▸ **WHAT IS BEING ASKED**
Look below for the line containing "token lifecycle logic."; from there through the line containing "401 and are", both lines included, please set down each line exactly and nothing else.

*** Opening of PROVIDED RECORDS ***

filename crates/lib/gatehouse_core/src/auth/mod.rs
//! Authentication and token lifecycle logic.
//!
//! Provides the token codec, password hashing, bearer header parsing, and
//! the [`service::AuthService`] that orchestrates register, login, refresh,
//! logout and request authentication.

pub mod bearer;
pub mod jwt;
pub mod password;
pub mod service;

use thiserror::Error;

use crate::store::StoreError;

/// Authentication errors.
///
/// `InvalidCredentials` and `Unauthenticated` both surface as 401 and are
/// deliberately not distinguished further to callers.
#[derive(Debug, Error)]
pub enum AuthError {
    #[error("Validation error: {0}")]
    Validation(String),

    #[error("Invalid credentials")]
    InvalidCredentials,

    #[error("Unauthenticated")]
    Unauthenticated,

    #[error("Not found")]
    NotFound,

    #[error("Conflict: {0}")]
    Conflict(String),

    #[error("Internal error: {0}")]
    Internal(String),
}

impl From<StoreError> for AuthError {
    fn from(e: StoreError) -> Self {
        match e {
            StoreError::NotFound => AuthError::NotFound,
            StoreError::ConstraintViolation(msg) => AuthError::Conflict(msg),
            StoreError::Unavailable(msg) => AuthError::Internal(msg),
        }
    }
}
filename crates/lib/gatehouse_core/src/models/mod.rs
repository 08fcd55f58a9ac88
//! Domain models.

pub mod auth;
//! Request handlers.

pub mod auth;
pub mod health;
pub mod user;

use axum::http::HeaderMap;
use axum::http::header::AUTHORIZATION;
use gatehouse_core::auth::bearer::extract_bearer_token;

use crate::error::AppError;

/// Bearer token from the request's `Authorization` header.
fn bearer_token(headers: &HeaderMap) -> Result<&str, AppError> {
    let header = headers.get(AUTHORIZATION).and_then(|v| v.to_str().ok());
    extract_bearer_token(header).map_err(|_| AppError::Unauthorized("Unauthorized".into()))
}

*** Close of PROVIDED RECORDS ***

▸ **EXPECTED OUTPUT**
//! Authentication and token lifecycle logic.
//!
//! Provides the token codec, password hashing, bearer header parsing, and
//! the [`service::AuthService`] that orchestrates register, login, refresh,
//! logout and request authentication.

pub mod bearer;
pub mod jwt;
pub mod password;
pub mod service;

use thiserror::Error;

use crate::store::StoreError;

/// Authentication errors.
///
/// `InvalidCredentials` and `Unauthenticated` both surface as 401 and are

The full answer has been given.